Electrophoretic deposition of gentamicin and chitosan into titanium nanotubes to target periprosthetic joint infection.

Periprosthetic joint infection (PJI) occurs in 1%-2% of primary total hip and knee arthroplasties; the rate can reach 20% in individuals at risk. Due to the low local bioavailability of systemic antibiotics and possible off-target effects, localized drug delivery systems are of great importance. Our aim was the electrophoretic deposition (EPD) of gentamicin and chitosan in Titanium (Ti) nanotubes to establish a local, prolonged antibiotic delivery. Nanotubes were created on Ti wire with a two-step anodization process. For drug deposition, EPD and the air-dry methods were compared. For a prolonged drug release, gentamicin and crosslinked chitosan were deposited in a two-step EPD process. Drug release was quantified by fractional volume sampling. The Ti wires were tested against Staphylococcus aureus by agar dilution and liquid culture methods.
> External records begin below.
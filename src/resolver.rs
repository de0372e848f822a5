//! Priority-based action resolution
//!
//! The resolver walks the registered actions from highest priority to
//! lowest, fires each active one, and merges the returned proposals into a
//! single [`DesiredMotion`] using the channel rules documented on that type.
//! Among equal priorities the first-registered action fires first, which
//! makes the full-strength tie-break deterministic: first registered wins.
//!
//! An action that panics inside `fire` is isolated — the panic is caught and
//! logged, the action contributes nothing this cycle, and resolution
//! continues with the remaining actions.

use crate::action::{Action, DesiredMotion};
use std::collections::BTreeMap;
use std::panic::{AssertUnwindSafe, catch_unwind};

/// Priority-ordered action registry
///
/// A multi-map keyed by integer priority. Higher priorities fire first;
/// insertion order among equal priorities is preserved.
#[derive(Default)]
pub struct ActionRegistry {
    actions: BTreeMap<i32, Vec<Box<dyn Action>>>,
}

impl ActionRegistry {
    /// Create an empty registry
    pub fn new() -> Self {
        Self::default()
    }

    /// Register an action at the given priority
    ///
    /// Returns false (and does not register) if an action with the same name
    /// is already present at that priority — re-adding the same behavior
    /// twice is almost always a caller bug.
    pub fn add(&mut self, action: Box<dyn Action>, priority: i32) -> bool {
        let slot = self.actions.entry(priority).or_default();
        if slot.iter().any(|a| a.name() == action.name()) {
            log::warn!(
                "Rejecting duplicate action '{}' at priority {}",
                action.name(),
                priority
            );
            return false;
        }
        slot.push(action);
        true
    }

    /// Remove the first action with the given name, scanning from the
    /// highest priority down, and return it
    pub fn remove(&mut self, name: &str) -> Option<Box<dyn Action>> {
        let mut found: Option<i32> = None;
        for (&priority, slot) in self.actions.iter().rev() {
            if slot.iter().any(|a| a.name() == name) {
                found = Some(priority);
                break;
            }
        }
        let priority = found?;
        let slot = self.actions.get_mut(&priority)?;
        let idx = slot.iter().position(|a| a.name() == name)?;
        let action = slot.remove(idx);
        if slot.is_empty() {
            self.actions.remove(&priority);
        }
        Some(action)
    }

    /// Find the first action with the given name, highest priority first
    pub fn find_mut(&mut self, name: &str) -> Option<&mut dyn Action> {
        for slot in self.actions.values_mut().rev() {
            for action in slot.iter_mut() {
                if action.name() == name {
                    return Some(action.as_mut());
                }
            }
        }
        None
    }

    /// Total number of registered actions
    pub fn len(&self) -> usize {
        self.actions.values().map(Vec::len).sum()
    }

    /// True if no actions are registered
    pub fn is_empty(&self) -> bool {
        self.actions.is_empty()
    }

    /// Registered (priority, name) pairs in firing order
    pub fn firing_order(&self) -> Vec<(i32, String)> {
        let mut out = Vec::with_capacity(self.len());
        for (&priority, slot) in self.actions.iter().rev() {
            for action in slot {
                out.push((priority, action.name().to_string()));
            }
        }
        out
    }

    /// Drop all registered actions
    pub fn clear(&mut self) {
        self.actions.clear();
    }

    fn iter_firing_order(&mut self) -> impl Iterator<Item = &mut Box<dyn Action>> {
        self.actions.values_mut().rev().flatten()
    }
}

/// Default resolver: priority walk with strength blending
pub struct PriorityResolver {
    desired: DesiredMotion,
}

impl PriorityResolver {
    /// Create a resolver
    pub fn new() -> Self {
        Self {
            desired: DesiredMotion::new(),
        }
    }

    /// Combine all active actions' proposals into one desired motion
    ///
    /// With `log_actions` set, logs which actions fired and whether they
    /// contributed, for diagnostics.
    pub fn resolve(&mut self, registry: &mut ActionRegistry, log_actions: bool) -> DesiredMotion {
        self.desired.reset();

        for action in registry.iter_firing_order() {
            if !action.is_active() {
                continue;
            }
            let current = self.desired;
            let name = action.name().to_string();
            let fired = catch_unwind(AssertUnwindSafe(|| action.fire(&current)));
            match fired {
                Ok(Some(contribution)) => {
                    if log_actions {
                        log::debug!("Resolver: '{}' fired: {:?}", name, contribution);
                    }
                    self.desired.merge(&contribution);
                }
                Ok(None) => {
                    if log_actions {
                        log::debug!("Resolver: '{}' fired: no contribution", name);
                    }
                }
                Err(payload) => {
                    let msg = panic_message(&payload);
                    log::error!(
                        "Resolver: action '{}' panicked during fire ({}); \
                         treating as no contribution",
                        name,
                        msg
                    );
                }
            }
        }

        self.desired
    }
}

impl Default for PriorityResolver {
    fn default() -> Self {
        Self::new()
    }
}

fn panic_message(payload: &(dyn std::any::Any + Send)) -> &str {
    if let Some(s) = payload.downcast_ref::<&str>() {
        s
    } else if let Some(s) = payload.downcast_ref::<String>() {
        s
    } else {
        "non-string panic payload"
    }
}

#[cfg(test)]
mod tests {
    use super::*;
    use crate::action::FULL_STRENGTH;
    use crate::action::RotTarget;

    /// Test action proposing a fixed translational velocity
    struct VelAction {
        name: String,
        vel: f64,
        strength: f64,
        active: bool,
    }

    impl VelAction {
        fn boxed(name: &str, vel: f64, strength: f64) -> Box<dyn Action> {
            Box::new(Self {
                name: name.to_string(),
                vel,
                strength,
                active: true,
            })
        }
    }

    impl Action for VelAction {
        fn name(&self) -> &str {
            &self.name
        }
        fn fire(&mut self, _current: &DesiredMotion) -> Option<DesiredMotion> {
            let mut d = DesiredMotion::new();
            d.set_vel(self.vel, self.strength);
            Some(d)
        }
        fn is_active(&self) -> bool {
            self.active
        }
        fn set_active(&mut self, active: bool) {
            self.active = active;
        }
    }

    struct PanicAction;

    impl Action for PanicAction {
        fn name(&self) -> &str {
            "panics"
        }
        fn fire(&mut self, _current: &DesiredMotion) -> Option<DesiredMotion> {
            panic!("intentional test panic");
        }
    }

    struct MaxVelAction {
        max: f64,
    }

    impl Action for MaxVelAction {
        fn name(&self) -> &str {
            "limit"
        }
        fn fire(&mut self, _current: &DesiredMotion) -> Option<DesiredMotion> {
            let mut d = DesiredMotion::new();
            d.set_max_vel(self.max);
            Some(d)
        }
    }

    #[test]
    fn test_priority_lock_scenario() {
        // Priorities 10 and 5 propose 200 @ 1.0 and 400 @ 0.6; resolved
        // velocity must be exactly 200 with priority 5 discarded.
        let mut registry = ActionRegistry::new();
        assert!(registry.add(VelAction::boxed("high", 200.0, 1.0), 10));
        assert!(registry.add(VelAction::boxed("low", 400.0, 0.6), 5));

        let resolved = PriorityResolver::new().resolve(&mut registry, false);
        assert_eq!(resolved.vel(), (200.0, FULL_STRENGTH));
    }

    #[test]
    fn test_single_partial_rot_scenario() {
        struct RotAction;
        impl Action for RotAction {
            fn name(&self) -> &str {
                "rot"
            }
            fn fire(&mut self, _current: &DesiredMotion) -> Option<DesiredMotion> {
                let mut d = DesiredMotion::new();
                d.set_rot_vel(30.0, 0.5);
                Some(d)
            }
        }

        let mut registry = ActionRegistry::new();
        registry.add(Box::new(RotAction), 1);
        let resolved = PriorityResolver::new().resolve(&mut registry, false);
        assert_eq!(resolved.rot(), Some((RotTarget::RotVel(15.0), 0.5)));
    }

    #[test]
    fn test_clamp_independent_of_priority() {
        // The low-priority limiter must still win the bound.
        let mut registry = ActionRegistry::new();
        registry.add(Box::new(MaxVelAction { max: 600.0 }), 100);
        registry.add(Box::new(MaxVelAction { max: 250.0 }), 1);

        let resolved = PriorityResolver::new().resolve(&mut registry, false);
        assert_eq!(resolved.max_vel(), Some(250.0));
    }

    #[test]
    fn test_inactive_action_skipped() {
        let mut registry = ActionRegistry::new();
        registry.add(VelAction::boxed("a", 200.0, 1.0), 10);
        registry.add(VelAction::boxed("b", 400.0, 1.0), 5);
        registry.find_mut("a").unwrap().deactivate();

        let resolved = PriorityResolver::new().resolve(&mut registry, false);
        assert_eq!(resolved.vel(), (400.0, 1.0));
    }

    #[test]
    fn test_panicking_action_isolated() {
        let mut registry = ActionRegistry::new();
        registry.add(Box::new(PanicAction), 10);
        registry.add(VelAction::boxed("ok", 150.0, 1.0), 5);

        let resolved = PriorityResolver::new().resolve(&mut registry, false);
        // The panicking action contributed nothing; the lower one resolved.
        assert_eq!(resolved.vel(), (150.0, 1.0));
        assert_eq!(registry.len(), 2);
    }

    #[test]
    fn test_equal_priority_first_registered_wins() {
        let mut registry = ActionRegistry::new();
        registry.add(VelAction::boxed("first", 100.0, 1.0), 5);
        registry.add(VelAction::boxed("second", 900.0, 1.0), 5);

        let resolved = PriorityResolver::new().resolve(&mut registry, false);
        assert_eq!(resolved.vel(), (100.0, 1.0));
    }

    #[test]
    fn test_add_remove_round_trip() {
        let mut registry = ActionRegistry::new();
        registry.add(VelAction::boxed("a", 1.0, 1.0), 10);
        registry.add(VelAction::boxed("b", 2.0, 1.0), 5);
        let before = registry.firing_order();

        assert!(registry.add(VelAction::boxed("temp", 3.0, 1.0), 7));
        assert!(registry.remove("temp").is_some());

        assert_eq!(registry.firing_order(), before);
        assert!(registry.remove("temp").is_none());
    }

    #[test]
    fn test_duplicate_rejected() {
        let mut registry = ActionRegistry::new();
        assert!(registry.add(VelAction::boxed("dup", 1.0, 1.0), 5));
        assert!(!registry.add(VelAction::boxed("dup", 2.0, 1.0), 5));
        // Same name at a different priority is allowed
        assert!(registry.add(VelAction::boxed("dup", 3.0, 1.0), 6));
        assert_eq!(registry.len(), 2);
    }

    #[test]
    fn test_firing_order_high_to_low() {
        let mut registry = ActionRegistry::new();
        registry.add(VelAction::boxed("low", 0.0, 0.0), 1);
        registry.add(VelAction::boxed("high", 0.0, 0.0), 9);
        registry.add(VelAction::boxed("mid", 0.0, 0.0), 5);

        let order: Vec<String> = registry
            .firing_order()
            .into_iter()
            .map(|(_, name)| name)
            .collect();
        assert_eq!(order, ["high", "mid", "low"]);
    }
}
MC3T3-E1 osteoblastic cell viability was determined with trypan blue. Nanotubes were characterized by a 100 nm diameter and 7 μm length. EPD allowed a higher amount of gentamicin deposited than the air-dry method. Drug deposition was controllable by adjusting the voltage and duration of the EPD process. The crosslinked chitosan layer allowed diffusion-driven release kinetics for up to 3 days. Gentamicin-loaded Ti wires significantly inhibited bacterial growth and resulted in a larger inhibition zone compared to unloaded wires. Twenty-four hours of incubation with loaded wires did not have a significant effect on osteoblast viability. Gentamicin-loaded Ti nanotubes represent a promising approach for PJI prevention, as well as a valuable preclinical tool for the investigation of localized drug delivery systems created on Ti surface.